Data provided |

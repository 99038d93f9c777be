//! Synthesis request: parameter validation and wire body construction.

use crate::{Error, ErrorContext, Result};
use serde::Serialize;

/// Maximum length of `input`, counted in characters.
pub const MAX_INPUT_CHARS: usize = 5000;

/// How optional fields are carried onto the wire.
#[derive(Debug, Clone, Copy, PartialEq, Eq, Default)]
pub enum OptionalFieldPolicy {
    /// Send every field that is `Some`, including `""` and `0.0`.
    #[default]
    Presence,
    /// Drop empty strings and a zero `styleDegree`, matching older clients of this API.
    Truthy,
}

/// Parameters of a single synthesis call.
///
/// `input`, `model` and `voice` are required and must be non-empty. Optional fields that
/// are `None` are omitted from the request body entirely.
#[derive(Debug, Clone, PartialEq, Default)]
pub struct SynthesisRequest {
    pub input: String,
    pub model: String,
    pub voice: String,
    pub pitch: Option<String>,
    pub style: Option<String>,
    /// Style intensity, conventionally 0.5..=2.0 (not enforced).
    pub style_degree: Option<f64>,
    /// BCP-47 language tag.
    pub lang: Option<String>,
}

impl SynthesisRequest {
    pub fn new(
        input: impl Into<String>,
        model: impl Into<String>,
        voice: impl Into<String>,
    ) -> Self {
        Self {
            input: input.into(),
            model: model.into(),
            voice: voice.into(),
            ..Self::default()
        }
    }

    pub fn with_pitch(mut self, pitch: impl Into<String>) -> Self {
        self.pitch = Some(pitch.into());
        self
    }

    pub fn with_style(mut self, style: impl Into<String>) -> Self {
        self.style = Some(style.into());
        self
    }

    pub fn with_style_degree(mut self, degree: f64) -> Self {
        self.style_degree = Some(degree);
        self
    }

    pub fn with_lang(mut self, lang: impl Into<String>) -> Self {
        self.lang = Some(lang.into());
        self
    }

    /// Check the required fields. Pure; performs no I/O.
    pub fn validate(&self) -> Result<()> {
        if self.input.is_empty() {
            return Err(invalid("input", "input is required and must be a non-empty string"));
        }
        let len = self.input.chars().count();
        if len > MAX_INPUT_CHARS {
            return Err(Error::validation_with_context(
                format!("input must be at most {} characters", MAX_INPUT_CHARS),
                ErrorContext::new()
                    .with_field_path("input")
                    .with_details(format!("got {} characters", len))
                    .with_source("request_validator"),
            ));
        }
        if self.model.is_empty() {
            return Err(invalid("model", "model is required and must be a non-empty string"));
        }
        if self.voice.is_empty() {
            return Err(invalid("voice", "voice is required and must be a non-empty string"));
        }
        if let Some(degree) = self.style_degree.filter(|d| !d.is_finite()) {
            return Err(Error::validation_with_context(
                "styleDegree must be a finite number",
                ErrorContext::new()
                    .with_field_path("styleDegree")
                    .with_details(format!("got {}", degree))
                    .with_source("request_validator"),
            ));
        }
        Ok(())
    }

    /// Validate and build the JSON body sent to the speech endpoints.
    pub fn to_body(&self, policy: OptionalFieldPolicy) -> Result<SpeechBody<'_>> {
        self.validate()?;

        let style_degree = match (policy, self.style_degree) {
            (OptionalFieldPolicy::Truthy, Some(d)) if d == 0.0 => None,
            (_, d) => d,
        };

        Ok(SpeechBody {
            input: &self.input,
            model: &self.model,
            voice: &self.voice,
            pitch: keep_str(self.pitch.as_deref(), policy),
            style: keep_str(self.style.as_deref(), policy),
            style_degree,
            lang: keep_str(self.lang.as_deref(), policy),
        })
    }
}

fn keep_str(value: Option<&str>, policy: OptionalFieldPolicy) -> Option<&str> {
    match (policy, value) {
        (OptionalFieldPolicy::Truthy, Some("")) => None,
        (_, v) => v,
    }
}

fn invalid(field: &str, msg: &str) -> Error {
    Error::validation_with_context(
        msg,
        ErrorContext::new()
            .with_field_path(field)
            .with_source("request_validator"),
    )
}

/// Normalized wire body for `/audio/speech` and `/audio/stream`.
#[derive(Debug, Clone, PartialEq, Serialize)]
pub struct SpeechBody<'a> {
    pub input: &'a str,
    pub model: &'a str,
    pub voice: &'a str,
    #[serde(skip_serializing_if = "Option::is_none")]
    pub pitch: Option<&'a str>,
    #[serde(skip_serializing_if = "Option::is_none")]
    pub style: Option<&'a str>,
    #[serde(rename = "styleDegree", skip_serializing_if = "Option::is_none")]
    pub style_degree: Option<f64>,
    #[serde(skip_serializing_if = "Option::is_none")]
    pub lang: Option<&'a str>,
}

Assigned task |
Look through the material above and work out how many of its lines contain "voice". State the number only.

Response below |
8